##### Extracted records

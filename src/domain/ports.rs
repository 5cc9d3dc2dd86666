//! Port traits for the hosted collaborators. Application services are
//! generic over these; `src/infrastructure/` carries the REST-backed
//! implementations and the tests carry in-memory ones.

use futures::stream::BoxStream;
use uuid::Uuid;

use super::address::{Address, NewAddress, Profile};
use super::errors::StorefrontError;
use super::order::{OrderChange, OrderDraft, OrderStatus, OrderView};
use super::plant::{CatalogFilter, NewPlant, Page, PageRequest, Plant, PlantUpdate};

/// The signed-in account as reported by the auth collaborator.
#[derive(Debug, Clone, PartialEq, Eq)]
pub struct UserIdentity {
    pub id: Uuid,
    pub email: Option<String>,
}

pub trait AuthGateway: Send + Sync + 'static {
    async fn current_user(&self) -> Result<Option<UserIdentity>, StorefrontError>;
    async fn sign_in(&self, email: &str, password: &str) -> Result<UserIdentity, StorefrontError>;
    async fn sign_out(&self) -> Result<(), StorefrontError>;
}

/// Profile and saved-address rows for a customer. At most one saved address
/// carries the default flag; `clear_default` drops the flag everywhere
/// before a new default is written.
pub trait CustomerDirectory: Send + Sync + 'static {
    async fn profile(&self, user_id: Uuid) -> Result<Option<Profile>, StorefrontError>;
    async fn addresses(&self, user_id: Uuid) -> Result<Vec<Address>, StorefrontError>;
    async fn insert_address(&self, address: NewAddress) -> Result<Address, StorefrontError>;
    async fn update_address(&self, address: Address) -> Result<(), StorefrontError>;
    async fn clear_default(&self, user_id: Uuid) -> Result<(), StorefrontError>;
}

pub trait PlantRepository: Send + Sync + 'static {
    async fn list(
        &self,
        filter: &CatalogFilter,
        page: PageRequest,
    ) -> Result<Page<Plant>, StorefrontError>;
    async fn list_for_nursery(
        &self,
        nursery_id: Uuid,
        page: PageRequest,
    ) -> Result<Page<Plant>, StorefrontError>;
    async fn find_by_id(&self, id: Uuid) -> Result<Option<Plant>, StorefrontError>;
    async fn insert(&self, plant: NewPlant) -> Result<Plant, StorefrontError>;
    async fn update(&self, id: Uuid, changes: PlantUpdate) -> Result<(), StorefrontError>;
    async fn delete(&self, id: Uuid) -> Result<(), StorefrontError>;
}

pub trait OrderRepository: Send + Sync + 'static {
    /// Persists all drafts as a single batch; either every row is written or
    /// the whole call fails.
    async fn insert_batch(&self, drafts: Vec<OrderDraft>) -> Result<Vec<Uuid>, StorefrontError>;
    /// The customer's orders, newest first.
    async fn list_for_customer(&self, customer_id: Uuid)
        -> Result<Vec<OrderView>, StorefrontError>;
    /// Orders addressed to a nursery, newest first.
    async fn list_for_nursery(&self, nursery_id: Uuid) -> Result<Vec<OrderView>, StorefrontError>;
    async fn update_status(&self, id: Uuid, status: OrderStatus) -> Result<(), StorefrontError>;
}

/// Everything the interactive payment flow needs to open.
#[derive(Debug, Clone, PartialEq)]
pub struct PaymentRequest {
    /// Amount in minor currency units (paise).
    pub amount_minor: i64,
    /// ISO 4217 code, e.g. "INR".
    pub currency: String,
    pub description: String,
    pub prefill: PaymentPrefill,
}

#[derive(Debug, Clone, Default, PartialEq)]
pub struct PaymentPrefill {
    pub name: Option<String>,
    pub email: Option<String>,
    pub contact: Option<String>,
}

#[derive(Debug, Clone, PartialEq)]
pub struct PaymentConfirmation {
    /// Confirmation token issued by the payment collaborator.
    pub payment_ref: String,
}

/// Opens the interactive payment flow and resolves exactly once on success.
/// This is the sole suspension point of a checkout attempt; the widget owns
/// its own timeout handling.
pub trait PaymentGateway: Send + Sync + 'static {
    async fn collect(
        &self,
        request: PaymentRequest,
    ) -> Result<PaymentConfirmation, StorefrontError>;
}

pub trait ImageStore: Send + Sync + 'static {
    /// Uploads the bytes under the given unique key and returns the publicly
    /// resolvable URL.
    async fn upload(
        &self,
        key: &str,
        bytes: Vec<u8>,
        content_type: &str,
    ) -> Result<String, StorefrontError>;
}

/// Live row-change events for the orders relation.
pub trait OrderChanges: Send + Sync + 'static {
    fn subscribe(&self) -> BoxStream<'static, OrderChange>;
}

##########

What you are asked to do
Report back each line of the entries that holds the string "written".

Exercise response
/// before a new default is written.
    /// Persists all drafts as a single batch; either every row is written or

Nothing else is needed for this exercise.